## PROBLEM TO SOLVE
In the data beneath this task, how many lines contain "imported"? Answer with the number only.
########################################
struct ImportTask {
    importing: Arc<CodeOwnerConfig>,
    reference: CodeOwnerConfigReference,
    mode: CodeOwnerConfigImportMode,
    bucket: Bucket,
    chain: Vec<CodeOwnerConfigKey>,
}

pub struct PathCodeOwners<'l, 'a> {
    loader: &'l CodeOwnerConfigLoader<'a>,
    max_import_depth: usize,
}

impl<'l, 'a> PathCodeOwners<'l, 'a> {
    pub fn new(loader: &'l CodeOwnerConfigLoader<'a>, max_import_depth: usize) -> Self {
        Self {
            loader,
            max_import_depth,
        }
    }

    /// Resolve the owners `config` assigns to `path`.
    ///
    /// `path` must be below the folder of `config`.  Per-file sets of
    /// imported files are matched against the path relative to this folder.
    pub fn resolve(
        &self,
        config: &Arc<CodeOwnerConfig>,
        path: &str,
    ) -> OwnersResult<PathCodeOwnersResult> {
        let relative = relative_to(&config.key.folder_path, path).ok_or_else(|| {
            OwnersError::invalid_input(format!(
                "path '{}' is not below folder '{}'",
                path, config.key.folder_path
            ))
        })?;
        let backend = self.loader.backend(&config.key.branch_key())?;
        let matcher = backend.path_expression_matcher();

        let mut result = PathCodeOwnersResult::new(config.key.clone(), path);
        result.ignore_parent_code_owners = config.ignore_parent_code_owners;
        let mut ignore_global = false;
        let mut queue = VecDeque::new();
        let root_chain = vec![config.key.clone()];

        for set in &config.code_owner_sets {
            if set.is_global() {
                result.add(Bucket::Folder, set);
            } else if set_matches(matcher, &set.path_expressions, &set.exclusions, &relative) {
                result.add(Bucket::PerFile, set);
                ignore_global |= set.ignore_global_and_parent_code_owners;
                queue.extend(per_set_tasks(config, set, &root_chain));
            }
        }
        for reference in &config.imports {
            queue.push_back(ImportTask {
                importing: config.clone(),
                reference: reference.clone(),
                mode: reference.import_mode,
                bucket: Bucket::Folder,
                chain: root_chain.clone(),
            });
        }

        // Widest mode each file was expanded with, so that a later `include`
        // of a file first reached through `file:` still adds its per-file
        // owners.
        let mut visited: HashMap<(CodeOwnerConfigKey, Bucket), CodeOwnerConfigImportMode> =
            HashMap::new();
        while let Some(task) = queue.pop_front() {
            let unresolved = |reason, message: String| UnresolvedImport {
                importing: task.importing.key.clone(),
                reference: task.reference.clone(),
                reason,
                message,
            };

            let (key, revision) = match self.locate(&task.importing, &task.reference)? {
                Ok(target) => target,
                Err((reason, message)) => {
                    result.unresolved_imports.push(unresolved(reason, message));
                    continue;
                }
            };
            if task.chain.contains(&key) {
                let cycle: Vec<String> = task
                    .chain
                    .iter()
                    .chain(std::iter::once(&key))
                    .map(|k| k.to_string())
                    .collect();
                result.unresolved_imports.push(unresolved(
                    UnresolvedImportReason::Cycle,
                    format!("cyclic import: {}", cycle.join(" -> ")),
                ));
                continue;
            }
            if task.chain.len() > self.max_import_depth {
                result.unresolved_imports.push(unresolved(
                    UnresolvedImportReason::DepthExceeded,
                    format!(
                        "import depth exceeds the maximum of {}",
                        self.max_import_depth
                    ),
                ));
                continue;
            }
            match visited.entry((key.clone(), task.bucket)) {
                Entry::Occupied(seen) if seen.get().covers(task.mode) => continue,
                Entry::Occupied(mut seen) => {
                    seen.insert(task.mode);
                }
                Entry::Vacant(slot) => {
                    slot.insert(task.mode);
                }
            }
            let imported = match self.load_target(&key, &revision)? {
                Ok(imported) => imported,
                Err((reason, message)) => {
                    result.unresolved_imports.push(unresolved(reason, message));
                    continue;
                }
            };
            debug!(
                "Resolved import of {} from {} ({:?})",
                imported.key, task.importing.key, task.mode
            );
            result.resolved_imports.push(ResolvedImport {
                importing: task.importing.key.clone(),
                imported: imported.key.clone(),
                import_mode: task.mode,
            });

            let mut chain = task.chain.clone();
            chain.push(imported.key.clone());
            for set in &imported.code_owner_sets {
                if set.is_global() {
                    result.add(task.bucket, set);
                } else if task.mode.imports_per_file_code_owners()
                    && set_matches(matcher, &set.path_expressions, &set.exclusions, &relative)
                {
                    result.add(Bucket::PerFile, set);
                    ignore_global |= set.ignore_global_and_parent_code_owners;
                    queue.extend(per_set_tasks(&imported, set, &chain));
                }
            }
            if task.mode.imports_ignore_parent_code_owners() && imported.ignore_parent_code_owners {
                result.ignore_parent_code_owners = true;
            }
            for reference in &imported.imports {
                queue.push_back(ImportTask {
                    importing: imported.clone(),
                    reference: reference.clone(),
                    mode: task.mode.narrow(reference.import_mode),
                    bucket: task.bucket,
                    chain: chain.clone(),
                });
            }
        }

        for unresolved in &result.unresolved_imports {
            debug!("{}", unresolved);
        }
        if ignore_global {
            result.folder_code_owners.clear();
            result.ignore_parent_code_owners = true;
        }
        Ok(result)
    }

    /// Check a single import without following nested imports.
    pub fn check_import(
        &self,
        importing: &CodeOwnerConfig,
        reference: &CodeOwnerConfigReference,
    ) -> OwnersResult<Option<UnresolvedImport>> {
        let unresolved = |(reason, message): Unresolved| UnresolvedImport {
            importing: importing.key.clone(),
            reference: reference.clone(),
            reason,
            message,
        };
        let (key, revision) = match self.locate(importing, reference)? {
            Ok(target) => target,
            Err(e) => return Ok(Some(unresolved(e))),
        };
        if key == importing.key {
            return Ok(Some(unresolved((
                UnresolvedImportReason::Cycle,
                "code owner config imports itself".to_string(),
            ))));
        }
        Ok(self.load_target(&key, &revision)?.err().map(unresolved))
    }

    /// Key and revision of the file an import points to.
    fn locate(
        &self,
        importing: &CodeOwnerConfig,
        reference: &CodeOwnerConfigReference,
    ) -> OwnersResult<Result<(CodeOwnerConfigKey, String), Unresolved>> {
        let importing_branch = importing.key.branch_key();
        let project = reference
            .project
            .clone()
            .unwrap_or_else(|| importing.key.project.clone());
        if !self.loader.storage().project_exists(&project) {
            return Ok(Err((
                UnresolvedImportReason::ProjectNotFound,
                format!("project '{project}' not found"),
            )));
        }
        let branch = match &reference.branch {
            Some(branch) => BranchNameKey::new(project, branch),
            None => BranchNameKey::new(project, &importing_branch.branch),
        };
        let revision = if branch == importing_branch {
            importing.revision.clone()
        } else {
            match self.loader.revision(&branch)? {
                Some(revision) => revision,
                None => {
                    return Ok(Err((
                        UnresolvedImportReason::BranchNotFound,
                        format!("branch '{}' not found in project '{}'", branch.branch, branch.project),
                    )))
                }
            }
        };
        let path = match resolve_import_path(&importing.key.folder_path, &reference.file_path) {
            Ok(path) => path,
            Err(e) => return Ok(Err((UnresolvedImportReason::InvalidPath, e.to_string()))),
        };

        let importing_backend = self.loader.backend(&importing_branch)?;
        let target_backend = self.loader.backend(&branch)?;
        if importing_backend.id() != target_backend.id() {
            return Ok(Err((
                UnresolvedImportReason::BackendMismatch,
                format!(
                    "'{}' uses backend '{}', the importing file uses '{}'",
                    branch,
                    target_backend.id(),
                    importing_backend.id()
                ),
            )));
        }
        let settings = self.loader.settings(&branch)?;
        if !target_backend
            .is_code_owner_config_file(file_name(&path), settings.file_extension.as_deref())
        {
            return Ok(Err((
                UnresolvedImportReason::NotACodeOwnerConfigFile,
                format!("'{path}' is not a code owner config file"),
            )));
        }
        Ok(Ok((self.loader.key_for_path(&branch, &path)?, revision)))
    }

    fn load_target(
        &self,
        key: &CodeOwnerConfigKey,
        revision: &str,
    ) -> OwnersResult<Result<Arc<CodeOwnerConfig>, Unresolved>> {
        Ok(match self.loader.load(key, revision)? {
            LoadedConfig::Found(config) => Ok(config),
            LoadedConfig::Missing => Err((
                UnresolvedImportReason::FileNotFound,
                format!("'{}' does not exist", self.loader.file_path(key)?),
            )),
            LoadedConfig::Invalid(message) => Err((UnresolvedImportReason::ParseFailure, message)),
        })
    }
}

/// Imports of a matching per-file set; they only pull in global owner sets.
fn per_set_tasks(
    importing: &Arc<CodeOwnerConfig>,
    set: &CodeOwnerSet,
    chain: &[CodeOwnerConfigKey],
) -> Vec<ImportTask> {
    set.imports
        .iter()
        .map(|reference| ImportTask {
            importing: importing.clone(),
            reference: reference.clone(),
            mode: CodeOwnerConfigImportMode::GlobalCodeOwnerSetsOnly,
            bucket: Bucket::PerFile,
            chain: chain.to_vec(),
        })
        .collect()
}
########################################
## SOLUTION TO THE EXERCISE
11